DEAR MISS LONELYHEARTS: I’m dying a slow death. I’m 15 and went to kiss my first real girlfriend and closed my eyes too soon. I missed her lips and then had to slide my lips over to where her mouth was. She wasn’t impressed and didn’t seem to want to repeat the experience. She’s not answering her cell or returning my Facebook messages.
Did I blow it for good? I don’t want to beg for a second chance at kissing her. A guy should just know, right? Next time I would keep my eyes half open until I landed on her mouth, but how do I tell her that plan?
— Lousy Kisser? South Winnipeg
Dear Lousy Kisser: A first lousy kiss does not make you a lousy kisser for life. Unless you can get her to talk again and joke about it with her, there’s no chance she’s going for take two, as they say in the movies. I hope you weren’t in too deep emotionally. Maybe it would be best to have a fresh start with a new girl, with your new knowledge about sneaking a peek until you’ve landed on her luscious lips. Hot tip: pick up a Harlequin romance novel from a second-hand store and you’ll learn lots of hot kissing moves.
Dear Miss Lonelyhearts: My mother is pregnant by her new husband and I’m a 12 year-old-guy who will be expected to babysit. I just know it. I’m worried because I don’t know what to do with babies. I have held some babies who were pushed on me by other relatives. I felt awkward holding the kid while the baby screamed its lungs out. What advice do you have for me, a guy who doesn’t understand crying babies? I’m worried.
— Not a Substitute Dad, West End
Dear Not a Substitute Dad: You have no idea how great that baby will make you feel when he or she immediately loves you and wraps a tiny little fist around your thumb and holds on tight. When they look into your eyes like little aliens, you will find the baby unique and interesting. Here’s the kicker, this little person may have eyes like yours, a nose you recognize, a certain smile or identical hair colour. This is not just any baby, this is your brother or sister.
Babies also have expressions play across their faces that are endlessly changing, and they are fascinating to watch. And you’ll enjoy their peaceful sleeping in your arms, while you’re watching TV. It feels really soothing.

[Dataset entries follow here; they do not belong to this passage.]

use super::{detach_users, directory, sync_user};
use crate::{
    access::{authorize, authorize_on, Action, Principal},
    blob::{BlobStore, Upload, UploadKind},
    error::{AppError, AppResult},
    models::{Event, EventFilter, EventPatch, EventView, NewEvent, Populated, RegistrationForm},
    store::Store,
};
use chrono::Utc;
use itertools::Itertools;
use uuid::Uuid;

pub async fn list_events(store: &Store, filter: EventFilter) -> AppResult<Vec<EventView<Populated>>> {
    let events = store
        .all::<Event>()
        .await?
        .into_iter()
        .filter(|e| filter.matches(e))
        .sorted_by(|a, b| b.created_at.cmp(&a.created_at))
        .collect_vec();
    let users = directory(store, events.iter().flat_map(|e| e.user_ids()).collect()).await?;
    Ok(events.into_iter().map(|e| e.populate(&users).into()).collect())
}

/// The event and whether `principal` is registered for it.
pub async fn get_event(
    store: &Store,
    principal: Option<&Principal>,
    id: Uuid,
) -> AppResult<(EventView<Populated>, bool)> {
    authorize(principal, Action::ViewEvent, None)?;
    let event = store.get::<Event>(id).await?;
    let registered = principal.map_or(false, |p| event.is_registered(p.id));
    let users = directory(store, event.user_ids()).await?;
    Ok((event.populate(&users).into(), registered))
}

pub async fn create_event(store: &Store, principal: &Principal, data: NewEvent) -> AppResult<EventView> {
    authorize(Some(principal), Action::CreateEvent, None)?;
    data.validate()?;
    let event = data.into_event(principal.id, Utc::now());
    store.create(&event).await?;
    tracing::info!(event = %event.id, by = %principal.id, "created event");
    Ok(event.into())
}

pub async fn update_event(store: &Store, principal: &Principal, id: Uuid, patch: EventPatch) -> AppResult<EventView> {
    let event = store.get::<Event>(id).await?;
    authorize_on(principal, Action::UpdateEvent, &event)?;
    let (event, ()) = store.modify::<Event, _, _>(id, |e| e.apply(patch.clone())).await?;
    Ok(event.into())
}

pub async fn delete_event(store: &Store, principal: &Principal, id: Uuid) -> AppResult<()> {
    let event = store.get::<Event>(id).await?;
    authorize_on(principal, Action::DeleteEvent, &event)?;
    let Some(event) = store.delete::<Event>(id).await? else {
        return Err(AppError::NotFound("Event"));
    };
    let users: Vec<Uuid> = event.registrations.iter().map(|r| r.user).collect();
    detach_users(store, users, |u| u.track_event(id, false)).await;
    tracing::info!(event = %id, by = %principal.id, "deleted event");
    Ok(())
}

pub async fn register_for_event(
    store: &Store,
    principal: &Principal,
    id: Uuid,
    form: RegistrationForm,
) -> AppResult<EventView> {
    authorize(Some(principal), Action::RegisterForEvent, None)?;
    let user = principal.id;
    let now = Utc::now();

    let (event, ()) = store
        .modify::<Event, _, _>(id, |e| e.register(user, form.clone(), now))
        .await?;
    sync_user(store, user, |u| u.track_event(id, true), async {
        store
            .modify::<Event, _, _>(id, |e| Ok(e.unregister(user)))
            .await
            .map(drop)
    })
    .await?;

    tracing::info!(event = %id, %user, "registered for event");
    Ok(event.into())
}

/// Removes the caller's registration. Succeeds when there was none.
pub async fn unregister_from_event(store: &Store, principal: &Principal, id: Uuid) -> AppResult<EventView> {
    authorize(Some(principal), Action::UnregisterFromEvent, None)?;
    let user = principal.id;

    let (event, removed) = store
        .modify::<Event, _, _>(id, |e| {
            let removed = e.registrations.iter().find(|r| r.user == user).cloned();
            e.unregister(user);
            Ok(removed)
        })
        .await?;
    sync_user(store, user, |u| u.track_event(id, false), async {
        match &removed {
            Some(registration) => store
                .modify::<Event, _, _>(id, |e| {
                    if !e.is_registered(user) {
                        e.registrations.push(registration.clone());
                    }
                    Ok(())
                })
                .await
                .map(drop),
            None => Ok(()),
        }
    })
    .await?;

    Ok(event.into())
}

pub async fn upload_event_poster(
    store: &Store,
    blobs: &dyn BlobStore,
    principal: &Principal,
    id: Uuid,
    upload: Option<Upload>,
) -> AppResult<EventView> {
    let event = store.get::<Event>(id).await?;
    authorize_on(principal, Action::UpdateEvent, &event)?;
    let upload = upload.ok_or_else(|| AppError::validation("poster", "please upload a file"))?;

    let url = blobs.store(UploadKind::EventPoster, &upload).await?;
    let (event, ()) = store
        .modify::<Event, _, _>(id, |e| {
            e.poster = url.clone();
            Ok(())
        })
        .await?;
    Ok(event.into())
}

Good news — the first few months of baby poop doesn’t smell bad and they love it when you take the diaper off and they can kick like mad. This kid will adore you. You will be like their personal movie star if you just relax and let it happen. There’s no sense in worrying about it now. This birth is going to happen in a few months whether you like it or not, but you’re in for a nicer surprise than you imagine now. Newborn babies are too young to be bratty and your mom will know tricks to settle the baby when he or she is crying. Good luck with this!
Dear Readers: This letter from a clever reader is in response to "Trapped in the Bathroom," the man who locked the door to the bathroom when he was home alone and it jammed, and wouldn’t budge. A previous reader suggested using an object to take out the pins of the hinge in order to open the door from inside.
Dear Miss Lonelyhearts: Once upon a time, many years ago, I found myself locked in the bathroom just after the rest of the family had driven away for the day. I was 13 years old with no reading material and no pen or pencil to write a novel on the toilet roll. I did find a nail file and unscrewed the doorknob. Et voilà! Sprung! It was the kind of knob you push and turn to lock. I’ll find out if it works with other types should it ever come up again. Cheers!
— Unlocked, Not Unglued, Weston
Dear Unlocked, Not Unglued: Never underestimate the keen mind of a 13 year old who has been in school for seven years and is up on things, unlike many adults. What a smart young teen. You analyzed what you needed to do and what tools might be found in a bathroom and went to work. Hats off to you!